I always try to deliver a non-religious invocation but which is none-the-less spiritual. This time I spoke about keeping a gratitude journal. I first learned about keeping a gratitude journal from a great book I found in the U.K. named: Help! by Oliver Burkeman, the author of The Guardian's "This Column Will Change Your Life" column.
My research dug up lots more about gratitude journals...among then a few gems from a University of Miami professor, an article from Oprah's website and an article from Wikipedia including a quote from a 14th century Dominican priest I used to wrap it up.
Here is the invocation:
I’m not a psychiatrist, but I believe that at the core of many (if not all people) is a nervous, selfish, worried little child who is afraid he or she will lose their stuff or that some other kid will have more stuff or that some act of fate will take their stuff away and they will be left with less stuff or worse: no stuff at all.

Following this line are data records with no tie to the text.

//! `PostgreSQL` activity trail.

use chrono::{DateTime, Utc};
use sqlx::postgres::PgRow;
use sqlx::types::Json;
use sqlx::{PgPool, Row};
use ticketgate_core::{
    ActivityAction, ActivityError, ActivityEvent, ActivityFuture, ActivityRecorder, Actor,
    TicketId,
};
use uuid::Uuid;

/// Activity recorder writing to the `activity_log` table.
///
/// With a retention limit set, each insert also prunes everything but the
/// newest `retention` rows.
#[derive(Clone)]
pub struct PostgresActivityRecorder {
    pool: PgPool,
    retention: Option<i64>,
}

impl PostgresActivityRecorder {
    /// Create a recorder that keeps every row.
    #[must_use]
    pub const fn new(pool: PgPool) -> Self {
        Self { pool, retention: None }
    }

    /// Keep only the newest `retention` rows.
    #[must_use]
    pub fn with_retention(mut self, retention: usize) -> Self {
        self.retention = Some(i64::try_from(retention).unwrap_or(i64::MAX));
        self
    }

    async fn select_recent(&self, limit: usize) -> Result<Vec<ActivityEvent>, ActivityError> {
        let rows = sqlx::query(
            "SELECT at, action, subject, actor, ticket_id
             FROM activity_log
             ORDER BY at DESC, id DESC
             LIMIT $1",
        )
        .bind(i64::try_from(limit).unwrap_or(i64::MAX))
        .fetch_all(&self.pool)
        .await
        .map_err(|e| ActivityError::Sink(format!("Failed to read activity log: {e}")))?;

        rows.iter().map(event_from_row).collect()
    }

    async fn insert(&self, event: ActivityEvent) -> Result<(), ActivityError> {
        sqlx::query(
            "INSERT INTO activity_log (at, action, description, subject, actor, ticket_id)
             VALUES ($1, $2, $3, $4, $5, $6)",
        )
        .bind(event.at)
        .bind(Json(&event.action))
        .bind(event.action.to_string())
        .bind(&event.subject)
        .bind(event.actor.as_str())
        .bind(event.ticket_id.map(|id| *id.as_uuid()))
        .execute(&self.pool)
        .await
        .map_err(|e| ActivityError::Sink(format!("Failed to append activity: {e}")))?;

        if let Some(retention) = self.retention {
            sqlx::query(
                "DELETE FROM activity_log
                 WHERE id NOT IN (SELECT id FROM activity_log ORDER BY at DESC, id DESC LIMIT $1)",
            )
            .bind(retention)
            .execute(&self.pool)
            .await
            .map_err(|e| ActivityError::Sink(format!("Failed to prune activity log: {e}")))?;
        }

        Ok(())
    }
}

impl ActivityRecorder for PostgresActivityRecorder {
    fn record(&self, event: ActivityEvent) -> ActivityFuture<'_, ()> {
        Box::pin(self.insert(event))
    }

    fn recent(&self, limit: usize) -> ActivityFuture<'_, Vec<ActivityEvent>> {
        Box::pin(self.select_recent(limit))
    }
}

fn event_from_row(row: &PgRow) -> Result<ActivityEvent, ActivityError> {
    let decode = |e: sqlx::Error| ActivityError::Serialization(e.to_string());

    let at: DateTime<Utc> = row.try_get("at").map_err(decode)?;
    let Json(action): Json<ActivityAction> = row.try_get("action").map_err(decode)?;
    let subject: String = row.try_get("subject").map_err(decode)?;
    let actor: String = row.try_get("actor").map_err(decode)?;
    let actor = Actor::parse(&actor)
        .ok_or_else(|| ActivityError::Serialization(format!("Unknown actor: {actor}")))?;
    let ticket_id: Option<Uuid> = row.try_get("ticket_id").map_err(decode)?;

    Ok(ActivityEvent::new(at, action, subject, actor, ticket_id.map(TicketId::from_uuid)))
}
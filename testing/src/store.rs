//! In-memory [`TicketStore`] for tests.
//!
//! Every method takes the same lock for its whole body, so each contract
//! operation is atomic with respect to every other. That is the property the
//! concurrency tests lean on; the `PostgreSQL` store gets the same guarantee
//! from row locks and conditional writes.

use chrono::{DateTime, Utc};
use std::collections::{BTreeMap, HashMap, HashSet};
use std::future::ready;
use std::sync::{Arc, Mutex};
use ticketgate_core::{
    BuyerIdentity, CapacityUpdate, CommitScope, Money, ReservationInsert, StoreError, StoreFuture,
    Ticket, TicketId, TicketState, TicketStore, TicketType, TicketTypeId,
};

#[derive(Debug, Default)]
struct State {
    types: BTreeMap<TicketTypeId, TicketType>,
    tickets: HashMap<TicketId, Ticket>,
    failing_deletes: HashSet<TicketId>,
    unavailable: bool,
}

impl State {
    fn committed(&self, type_id: &TicketTypeId, scope: CommitScope) -> u32 {
        let states = scope.states();
        self.tickets
            .values()
            .filter(|t| &t.type_id == type_id && states.contains(&t.state))
            .fold(0u32, |acc, t| acc.saturating_add(t.quantity))
    }

    fn by_buyer(&self, buyer: &BuyerIdentity, state: TicketState) -> Option<&Ticket> {
        self.tickets
            .values()
            .find(|t| &t.buyer == buyer && t.state == state)
    }
}

/// Thread-safe in-memory ticket store.
///
/// Clones share state. Faults can be injected with
/// [`InMemoryTicketStore::set_unavailable`] and
/// [`InMemoryTicketStore::fail_deletes_for`].
#[derive(Debug, Clone, Default)]
pub struct InMemoryTicketStore {
    state: Arc<Mutex<State>>,
}

impl InMemoryTicketStore {
    /// Create an empty store
    #[must_use]
    pub fn new() -> Self {
        Self::default()
    }

    /// Create a store seeded with ticket types
    #[must_use]
    pub fn with_types(types: impl IntoIterator<Item = TicketType>) -> Self {
        let store = Self::new();
        if let Ok(mut state) = store.state.lock() {
            for ticket_type in types {
                state.types.insert(ticket_type.type_id.clone(), ticket_type);
            }
        }
        store
    }

    /// Make every subsequent call fail with [`StoreError::Database`]
    pub fn set_unavailable(&self, unavailable: bool) {
        if let Ok(mut state) = self.state.lock() {
            state.unavailable = unavailable;
        }
    }

    /// Make deletes of `id` fail, leaving the ticket in place
    pub fn fail_deletes_for(&self, id: TicketId) {
        if let Ok(mut state) = self.state.lock() {
            state.failing_deletes.insert(id);
        }
    }

    /// Insert or overwrite a ticket, bypassing every guard.
    ///
    /// For arranging fixtures such as backdated reservations.
    pub fn put_ticket(&self, ticket: Ticket) {
        if let Ok(mut state) = self.state.lock() {
            state.tickets.insert(ticket.id, ticket);
        }
    }

    /// Number of stored tickets
    #[must_use]
    pub fn ticket_count(&self) -> usize {
        self.state.lock().map(|s| s.tickets.len()).unwrap_or_default()
    }

    fn with_state<T, F>(&self, f: F) -> StoreFuture<'_, T>
    where
        T: Send + 'static,
        F: FnOnce(&mut State) -> Result<T, StoreError>,
    {
        let result = match self.state.lock() {
            Ok(state) if state.unavailable => {
                Err(StoreError::Database("store unavailable".to_string()))
            }
            Ok(mut state) => f(&mut state),
            Err(_) => Err(StoreError::Database("store lock poisoned".to_string())),
        };
        Box::pin(ready(result))
    }
}

impl TicketStore for InMemoryTicketStore {
    fn ticket_type(&self, type_id: TicketTypeId) -> StoreFuture<'_, Option<TicketType>> {
        self.with_state(move |state| Ok(state.types.get(&type_id).cloned()))
    }

    fn ticket_types(&self) -> StoreFuture<'_, Vec<TicketType>> {
        self.with_state(|state| Ok(state.types.values().cloned().collect()))
    }

    fn insert_ticket_type(&self, ticket_type: TicketType) -> StoreFuture<'_, bool> {
        self.with_state(move |state| {
            if state.types.contains_key(&ticket_type.type_id) {
                return Ok(false);
            }
            state.types.insert(ticket_type.type_id.clone(), ticket_type);
            Ok(true)
        })
    }

    fn update_ticket_type(
        &self,
        type_id: TicketTypeId,
        total_capacity: u32,
        unit_price: Option<Money>,
    ) -> StoreFuture<'_, CapacityUpdate> {
        self.with_state(move |state| {
            let sold = state.committed(&type_id, CommitScope::PaidOnly);
            let Some(row) = state.types.get_mut(&type_id) else {
                return Ok(CapacityUpdate::NotFound);
            };
            if total_capacity < sold {
                return Ok(CapacityUpdate::BelowSold { sold });
            }
            row.total_capacity = total_capacity;
            if let Some(price) = unit_price {
                row.unit_price = price;
            }
            Ok(CapacityUpdate::Updated(row.clone()))
        })
    }

    fn committed_quantity(
        &self,
        type_id: TicketTypeId,
        scope: CommitScope,
    ) -> StoreFuture<'_, u32> {
        self.with_state(move |state| Ok(state.committed(&type_id, scope)))
    }

    fn insert_reservation(&self, ticket: Ticket) -> StoreFuture<'_, ReservationInsert> {
        self.with_state(move |state| {
            if let Some(paid) = state.by_buyer(&ticket.buyer, TicketState::Paid) {
                return Ok(ReservationInsert::BuyerHasPaid(paid.clone()));
            }
            if let Some(pending) = state.by_buyer(&ticket.buyer, TicketState::Reserved) {
                return Ok(ReservationInsert::BuyerHasPending(pending.clone()));
            }
            let Some(capacity) = state.types.get(&ticket.type_id).map(|t| t.total_capacity) else {
                return Ok(ReservationInsert::UnknownType);
            };
            let committed = state.committed(&ticket.type_id, CommitScope::ReservedAndPaid);
            let remaining = capacity.saturating_sub(committed);
            if ticket.quantity > remaining {
                return Ok(ReservationInsert::OutOfStock { remaining });
            }
            state.tickets.insert(ticket.id, ticket.clone());
            Ok(ReservationInsert::Inserted(ticket))
        })
    }

    fn ticket(&self, id: TicketId) -> StoreFuture<'_, Option<Ticket>> {
        self.with_state(move |state| Ok(state.tickets.get(&id).cloned()))
    }

    fn find_by_buyer(
        &self,
        buyer: BuyerIdentity,
        ticket_state: TicketState,
    ) -> StoreFuture<'_, Option<Ticket>> {
        self.with_state(move |state| Ok(state.by_buyer(&buyer, ticket_state).cloned()))
    }

    fn list_tickets(&self) -> StoreFuture<'_, Vec<Ticket>> {
        self.with_state(|state| {
            let mut tickets: Vec<Ticket> = state.tickets.values().cloned().collect();
            tickets.sort_by(|a, b| b.created_at.cmp(&a.created_at));
            Ok(tickets)
        })
    }

    fn replace_ticket(&self, next: Ticket, expected_version: u64) -> StoreFuture<'_, bool> {
        self.with_state(move |state| match state.tickets.get_mut(&next.id) {
            Some(current) if current.version == expected_version => {
                *current = next;
                Ok(true)
            }
            _ => Ok(false),
        })
    }

    fn expired_reservations(&self, cutoff: DateTime<Utc>) -> StoreFuture<'_, Vec<Ticket>> {
        self.with_state(move |state| {
            let mut expired: Vec<Ticket> = state
                .tickets
                .values()
                .filter(|t| t.is_expired_reservation(cutoff))
                .cloned()
                .collect();
            expired.sort_by(|a, b| a.created_at.cmp(&b.created_at));
            Ok(expired)
        })
    }

    fn delete_expired_reservation(
        &self,
        id: TicketId,
        cutoff: DateTime<Utc>,
    ) -> StoreFuture<'_, Option<Ticket>> {
        self.with_state(move |state| {
            if state.failing_deletes.contains(&id) {
                return Err(StoreError::Database(format!("delete of {id} failed")));
            }
            let still_expired = state
                .tickets
                .get(&id)
                .is_some_and(|t| t.is_expired_reservation(cutoff));
            if !still_expired {
                return Ok(None);
            }
            Ok(state.tickets.remove(&id))
        })
    }

    fn delete_ticket(&self, id: TicketId) -> StoreFuture<'_, Option<Ticket>> {
        self.with_state(move |state| {
            if state.failing_deletes.contains(&id) {
                return Err(StoreError::Database(format!("delete of {id} failed")));
            }
            Ok(state.tickets.remove(&id))
        })
    }
}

These fears turn us into greedy, envious, anxious adults with less capacity for hope or love or charity.
So I’ve discovered a happy trick you can play on that child. Record your blessings in a gratitude journal – write them down like in a diary. Charles Dickens wrote: “Every day reflect on your present blessings, of which every man has many, not on your past misfortunes, of which all men have some.” Gratitude is one of the sweet shortcuts to finding peace of mind and happiness inside. Recording five a day keeps depression away.
So my advice it to keep a gratitude journal. Keep foremost in your thoughts that which you are thankful for, grateful for and in love with. Tell the little kid inside you to scram.
A 14th Century Dominican priest once said: “If the only prayer you said in your whole life was, ‘thank you,’ that would be enough.”
You can Google “Gratitude Journal” for more.